I ordered for several tests and the main laboratory findings were that James had low blood levels and low testosterone.
“It all adds up now,” I said. “Your original problem is low testosterone leading to all the symptoms you have had including the low blood levels.”
For one, low testosterone depresses the mood, and most affected men can present to the psychiatrist with symptoms of depression. Low testosterone also leads to falling off of armpit and pubic hair.
On the muscular system, low testosterone leads to thinning of muscles accompanied by accumulation of fat. Obesity is common.
The effects of low testosterone on sexual function are most obvious. Erection problems become common and consistent. There may be progressive weakening of erections or erections waning in the course of the act, or difficulty to achieve an erection at all to initiate penetrative sex.

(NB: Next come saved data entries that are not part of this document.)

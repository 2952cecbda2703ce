//! Compiler configuration

use super::error::CompileResult;
use serde::{Deserialize, Serialize};
use std::path::Path;

/// Optimization preset
#[derive(Debug, Clone, Copy, PartialEq, Eq, Default, Serialize, Deserialize)]
#[serde(rename_all = "lowercase")]
pub enum OptLevel {
    /// Pass-through
    None,
    /// `-Og`: cheap cleanups that keep the IR close to the source
    Debug,
    /// `-O3`
    #[default]
    Full,
}

/// Options for one compilation
#[derive(Debug, Clone, PartialEq, Serialize, Deserialize)]
#[serde(default)]
pub struct CompileOptions {
    pub opt_level: OptLevel,
    /// Explicit pass list; overrides `opt_level` when set
    pub custom_passes: Option<Vec<String>>,
    /// Run the IR validator after lowering and after optimization
    pub verify_ir: bool,
    pub warnings_as_errors: bool,
    pub suppress_warnings: bool,
    /// Compile the top-level program as strict code
    pub strict: bool,
}

impl Default for CompileOptions {
    fn default() -> Self {
        Self {
            opt_level: OptLevel::Full,
            custom_passes: None,
            verify_ir: true,
            warnings_as_errors: false,
            suppress_warnings: false,
            strict: false,
        }
    }
}

impl CompileOptions {
    pub fn from_json(text: &str) -> CompileResult<Self> {
        Ok(serde_json::from_str(text)?)
    }

    /// Read options from a JSON file; I/O errors surface as option errors
    pub fn from_file(path: impl AsRef<Path>) -> CompileResult<Self> {
        let text = std::fs::read_to_string(path).map_err(serde_json::Error::io)?;
        Self::from_json(&text)
    }
}

#[cfg(test)]
mod tests {
    use super::*;

    #[test]
    fn test_defaults_fill_missing_fields() {
        let opts = CompileOptions::from_json(r#"{ "opt_level": "debug" }"#).unwrap();
        assert_eq!(opts.opt_level, OptLevel::Debug);
        assert!(opts.verify_ir);
        assert!(opts.custom_passes.is_none());
    }

    #[test]
    fn test_custom_passes() {
        let opts = CompileOptions::from_json(r#"{ "custom_passes": ["DCE", "CSE"] }"#).unwrap();
        assert_eq!(opts.custom_passes, Some(vec!["DCE".to_string(), "CSE".to_string()]));
    }

    #[test]
    fn test_bad_json_is_an_error() {
        assert!(CompileOptions::from_json("{ not json").is_err());
    }
}
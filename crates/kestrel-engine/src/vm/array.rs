//! Fast arrays
//!
//! Arrays in typed code. Every indexed load and store is bounds checked;
//! only `push` and `append` grow the storage, and never past
//! `fast_array_max_length`.

use super::heap::{ObjectId, ObjectKind};
use super::runtime::Runtime;
use super::value::Value;
use super::{VmError, VmResult};

/// An integral index below `len`
fn checked_index(index: &Value, len: usize) -> Option<usize> {
    let n = index.as_number()?;
    if n >= 0.0 && n.fract() == 0.0 && n < len as f64 {
        Some(n as usize)
    } else {
        None
    }
}

impl Runtime {
    pub fn create_fast_array(&mut self, capacity: usize) -> VmResult<ObjectId> {
        if capacity > self.options().fast_array_max_length {
            return Err(VmError::range_error("fast array capacity exceeds maximum length"));
        }
        let parent = self.prototypes.array;
        Ok(self.alloc_with_kind(Some(parent), ObjectKind::FastArray(Vec::with_capacity(capacity))))
    }

    fn fast_array_id(&self, array: &Value) -> VmResult<ObjectId> {
        match array.as_object() {
            Some(id) if matches!(self.heap.get(id).kind, ObjectKind::FastArray(_)) => Ok(id),
            _ => Err(VmError::type_error("operand is not a fast array")),
        }
    }

    fn fast_elements(&self, array: &Value) -> VmResult<&Vec<Value>> {
        let id = self.fast_array_id(array)?;
        match &self.heap.get(id).kind {
            ObjectKind::FastArray(elements) => Ok(elements),
            _ => Err(VmError::type_error("operand is not a fast array")),
        }
    }

    fn fast_elements_mut(&mut self, array: &Value) -> VmResult<&mut Vec<Value>> {
        let id = self.fast_array_id(array)?;
        match &mut self.heap.get_mut(id).kind {
            ObjectKind::FastArray(elements) => Ok(elements),
            _ => Err(VmError::type_error("operand is not a fast array")),
        }
    }

    pub fn fast_array_load(&self, array: &Value, index: &Value) -> VmResult<Value> {
        let elements = self.fast_elements(array)?;
        checked_index(index, elements.len())
            .map(|i| elements[i].clone())
            .ok_or_else(|| VmError::range_error("array load index out of range"))
    }

    pub fn fast_array_store(&mut self, array: &Value, index: &Value, value: Value) -> VmResult<()> {
        let id = self.fast_array_id(array)?;
        let i = checked_index(index, self.fast_elements(array)?.len())
            .ok_or_else(|| VmError::range_error("array store index out of range"))?;
        self.heap.write_barrier(id, &value);
        self.fast_elements_mut(array)?[i] = value;
        Ok(())
    }

    pub fn fast_array_push(&mut self, array: &Value, value: Value) -> VmResult<()> {
        let max = self.options().fast_array_max_length;
        let id = self.fast_array_id(array)?;
        if self.fast_elements(array)?.len() >= max {
            return Err(VmError::range_error("fast array length exceeds maximum"));
        }
        self.heap.write_barrier(id, &value);
        self.fast_elements_mut(array)?.push(value);
        Ok(())
    }

    /// Append every element of `other`, which must also be a fast array
    pub fn fast_array_append(&mut self, array: &Value, other: &Value) -> VmResult<()> {
        let max = self.options().fast_array_max_length;
        let id = self.fast_array_id(array)?;
        let tail = self.fast_elements(other)?.clone();
        if self.fast_elements(array)?.len() + tail.len() > max {
            return Err(VmError::range_error("fast array length exceeds maximum"));
        }
        for value in &tail {
            self.heap.write_barrier(id, value);
        }
        self.fast_elements_mut(array)?.extend(tail);
        Ok(())
    }

    pub fn fast_array_length(&self, array: &Value) -> VmResult<f64> {
        Ok(self.fast_elements(array)?.len() as f64)
    }
}

#[cfg(test)]
mod tests {
    use super::*;
    use crate::vm::RuntimeOptions;

    fn filled(rt: &mut Runtime, values: &[f64]) -> Value {
        let array = Value::Object(rt.create_fast_array(values.len()).unwrap());
        for v in values {
            rt.fast_array_push(&array, Value::Number(*v)).unwrap();
        }
        array
    }

    #[test]
    fn test_load_store_in_bounds() {
        let mut rt = Runtime::default();
        let array = filled(&mut rt, &[1.0, 2.0, 3.0]);
        assert_eq!(rt.fast_array_load(&array, &Value::Number(2.0)).unwrap(), Value::Number(3.0));
        rt.fast_array_store(&array, &Value::Number(0.0), Value::string("a")).unwrap();
        assert_eq!(rt.fast_array_load(&array, &Value::Number(0.0)).unwrap(), Value::string("a"));
        assert_eq!(rt.fast_array_length(&array).unwrap(), 3.0);
    }

    #[test]
    fn test_out_of_range_index() {
        let mut rt = Runtime::default();
        let array = filled(&mut rt, &[1.0, 2.0]);
        for index in [2.0, 0.5, -1.0, f64::NAN] {
            let err = rt.fast_array_load(&array, &Value::Number(index)).unwrap_err();
            assert_eq!(err.to_string(), "RangeError: array load index out of range");
        }
        let err = rt
            .fast_array_store(&array, &Value::Number(2.0), Value::Null)
            .unwrap_err();
        assert!(matches!(err, VmError::RangeError(_)));
        // Stores never grow the array
        assert_eq!(rt.fast_array_length(&array).unwrap(), 2.0);
        assert!(rt.fast_array_load(&array, &Value::string("0")).is_err());
    }

    #[test]
    fn test_growth_is_capped() {
        let mut rt = Runtime::new(RuntimeOptions {
            fast_array_max_length: 2,
            ..RuntimeOptions::default()
        });
        let array = filled(&mut rt, &[1.0, 2.0]);
        assert!(matches!(
            rt.fast_array_push(&array, Value::Null),
            Err(VmError::RangeError(_))
        ));
        assert!(rt.create_fast_array(3).is_err());
        let other = filled(&mut rt, &[3.0]);
        assert!(rt.fast_array_append(&array, &other).is_err());
    }

    #[test]
    fn test_append() {
        let mut rt = Runtime::default();
        let a = filled(&mut rt, &[1.0]);
        let b = filled(&mut rt, &[2.0, 3.0]);
        rt.fast_array_append(&a, &b).unwrap();
        assert_eq!(rt.fast_array_length(&a).unwrap(), 3.0);
        assert_eq!(rt.fast_array_load(&a, &Value::Number(2.0)).unwrap(), Value::Number(3.0));
    }

    #[test]
    fn test_non_fast_array_operand() {
        let mut rt = Runtime::default();
        let regular = Value::Object(rt.new_array(vec![]));
        assert!(matches!(
            rt.fast_array_push(&regular, Value::Null),
            Err(VmError::TypeError(_))
        ));
    }

    #[test]
    fn test_generic_access_to_fast_arrays() {
        let mut rt = Runtime::default();
        let array = filled(&mut rt, &[1.0]);
        assert_eq!(rt.get_by_val(&array, &Value::Number(0.0)).unwrap(), Value::Number(1.0));
        let err = rt
            .put_by_val(&array, &Value::Number(5.0), Value::Null, false)
            .unwrap_err();
        assert!(matches!(err, VmError::RangeError(_)));
        assert!(!rt.delete_by_val(&array, &Value::Number(0.0), false).unwrap());
    }

    #[test]
    fn test_barrier_only_for_accepted_stores() {
        let mut rt = Runtime::default();
        let array = filled(&mut rt, &[1.0]);
        let object = Value::Object(rt.new_object());
        let before = rt.heap.barrier_count();

        assert!(rt.fast_array_store(&array, &Value::Number(3.0), object.clone()).is_err());
        assert_eq!(rt.heap.barrier_count(), before);
        rt.fast_array_store(&array, &Value::Number(0.0), object.clone()).unwrap();
        assert_eq!(rt.heap.barrier_count(), before + 1);

        let other = Value::Object(rt.create_fast_array(2).unwrap());
        rt.fast_array_push(&other, object.clone()).unwrap();
        rt.fast_array_push(&other, Value::Number(2.0)).unwrap();
        assert_eq!(rt.heap.barrier_count(), before + 2);
        // Appended pointers go through the barrier too
        rt.fast_array_append(&array, &other).unwrap();
        assert_eq!(rt.heap.barrier_count(), before + 3);
    }
}
//! Compiler: AST lowering, IR and optimization
//!
//! The pipeline:
//! 1. `lower` turns a resolved syntax tree into an `IrModule`
//! 2. The IR validator checks the lowered module (optional)
//! 3. `optimize` runs the configured pass list
//! 4. The validator runs again on the result (optional)

pub mod diagnostics;
pub mod error;
pub mod ir;
pub mod lower;
pub mod optimize;
pub mod options;
pub mod scope;

pub use codespan_reporting::diagnostic::Severity;
pub use diagnostics::{codes, Diagnostic, ErrorCode, ErrorManager};
pub use error::{CompileError, CompileResult, PipelineError};
pub use ir::{IrFunction, IrModule, PrettyPrint};
pub use lower::{lower_program, Lowerer};
pub use optimize::{OptPass, Optimizer};
pub use options::{CompileOptions, OptLevel};
pub use scope::ScopedHashTable;

use crate::ast::{FlowContext, Program, SemanticContext};

/// Compiles programs into optimized IR modules
///
/// Diagnostics from every compilation accumulate in the compiler's
/// `ErrorManager` until taken.
pub struct Compiler {
    options: CompileOptions,
    optimizer: Optimizer,
    errors: ErrorManager,
}

impl Compiler {
    /// Create a compiler; fails when a custom pass list names an unknown pass
    pub fn new(options: CompileOptions) -> CompileResult<Self> {
        let optimizer = Optimizer::from_options(&options)?;
        let mut errors = ErrorManager::new();
        errors.set_warnings_as_errors(options.warnings_as_errors);
        errors.set_suppress_warnings(options.suppress_warnings);
        Ok(Self {
            options,
            optimizer,
            errors,
        })
    }

    pub fn options(&self) -> &CompileOptions {
        &self.options
    }

    pub fn optimizer(&self) -> &Optimizer {
        &self.optimizer
    }

    /// Lower, verify and optimize one program
    pub fn compile(
        &mut self,
        name: &str,
        program: &Program,
        semantic: &SemanticContext,
        flow: &FlowContext,
    ) -> CompileResult<IrModule> {
        let errors_before = self.errors.error_count();
        let mut module = Lowerer::new(semantic, flow, &mut self.errors)
            .with_strict(self.options.strict)
            .lower_program(name, program);

        let count = self.errors.error_count() - errors_before;
        if count > 0 {
            return Err(CompileError::Diagnostics { count });
        }

        self.verify(&module)?;
        self.optimizer.optimize(&mut module);
        self.verify(&module)?;
        Ok(module)
    }

    fn verify(&self, module: &IrModule) -> CompileResult<()> {
        if !self.options.verify_ir {
            return Ok(());
        }
        module.validate().map_err(CompileError::Verification)
    }

    pub fn diagnostics(&self) -> &[Diagnostic] {
        self.errors.diagnostics()
    }

    pub fn take_diagnostics(&mut self) -> Vec<Diagnostic> {
        self.errors.take_diagnostics()
    }
}

#[cfg(test)]
mod tests {
    use super::*;
    use crate::ast::{AstBuilder, BinaryOperator};
    use crate::compiler::ir::{IrConstant, IrInstr, Terminator};

    #[test]
    fn test_compile_folds_constants() {
        let b = AstBuilder::new();
        let program = b.program(vec![b.ret(Some(b.binary(BinaryOperator::Mul, b.num(6.0), b.num(7.0))))]);
        let mut compiler = Compiler::new(CompileOptions::default()).unwrap();
        let module = compiler
            .compile("m", &program, &SemanticContext::new(), &FlowContext::new())
            .unwrap();
        let global = &module.functions[0];
        assert!(global
            .instructions()
            .any(|i| matches!(i, IrInstr::Const { value: IrConstant::Number(n), .. } if *n == 42.0)));
        assert!(!global.instructions().any(|i| matches!(i, IrInstr::BinaryOp { .. })));
        assert!(matches!(global.entry().unwrap().terminator, Terminator::Return(_)));
    }

    #[test]
    fn test_lowering_errors_fail_compilation() {
        let b = AstBuilder::new();
        let program = b.program(vec![b.expr_stmt(b.invalid("Bogus"))]);
        let mut compiler = Compiler::new(CompileOptions::default()).unwrap();
        let err = compiler
            .compile("m", &program, &SemanticContext::new(), &FlowContext::new())
            .unwrap_err();
        assert!(matches!(err, CompileError::Diagnostics { count: 1 }));
        assert_eq!(compiler.diagnostics()[0].message(), "Invalid expression encountered");
    }

    #[test]
    fn test_unknown_custom_pass() {
        let options = CompileOptions {
            custom_passes: Some(vec!["DCE".into(), "LICM".into()]),
            ..CompileOptions::default()
        };
        assert!(matches!(
            Compiler::new(options),
            Err(CompileError::Pipeline(PipelineError::UnknownPass(name))) if name == "LICM"
        ));
    }

    #[test]
    fn test_no_optimization_keeps_lowered_ir() {
        let b = AstBuilder::new();
        let program = b.program(vec![b.ret(Some(b.binary(BinaryOperator::Mul, b.num(6.0), b.num(7.0))))]);
        let options = CompileOptions {
            opt_level: OptLevel::None,
            ..CompileOptions::default()
        };
        let mut compiler = Compiler::new(options).unwrap();
        assert!(compiler.optimizer().is_empty());
        let module = compiler
            .compile("m", &program, &SemanticContext::new(), &FlowContext::new())
            .unwrap();
        assert!(module.functions[0]
            .instructions()
            .any(|i| matches!(i, IrInstr::BinaryOp { .. })));
    }
}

Desire for sex drops drastically in cases of low testosterone. Most men get anxious when their sex partners make suggestive moves. They feel scared of sex and may revert to behaviours that keep them off the sex situation including getting into alcohol, working late in the night to avoid being in bed, and opting for long distance relationships.
“Well, you now have a diagnosis, so how do we proceed?” James asked, breaking my monologue.
Treatment of low testosterone depend on the causes. For a man to have adequate testosterone, the factory where production happens must be in a good working condition. The factory, in this case, is the testis. The factory is however controlled by the brain through chemicals that mediate the communication between the testes and the part of the brain called the pituitary and the hypothalamus. Sometimes there is a breakdown in this complex communication channel resulting in a dysfunctional production of testosterone. I ordered for further tests to determine the cause of James’ low testosterone.
At the end of all the investigations, it was clear that James had severe blood flow defects in his testes. Blood was accumulating there in pockets known medically as varicoceles.
“The treatment for these is simple surgery to rescue your testes from drowning in the accumulated blood,” I explained.
It took six months, after surgery and stimulating James’ testes back to function, for James to regain his normal levels of testosterone. His depression improved with time and drugs for this were withdrawn. I did couple therapy for James and the wife to recreate the lost emotional connection and intimacy.
It was yet another testimony to the fact that every man suffering depression must have a testosterone test before being subjected to anti-depressants. Psychiatrists and mental health practitioners must always be conscious of this.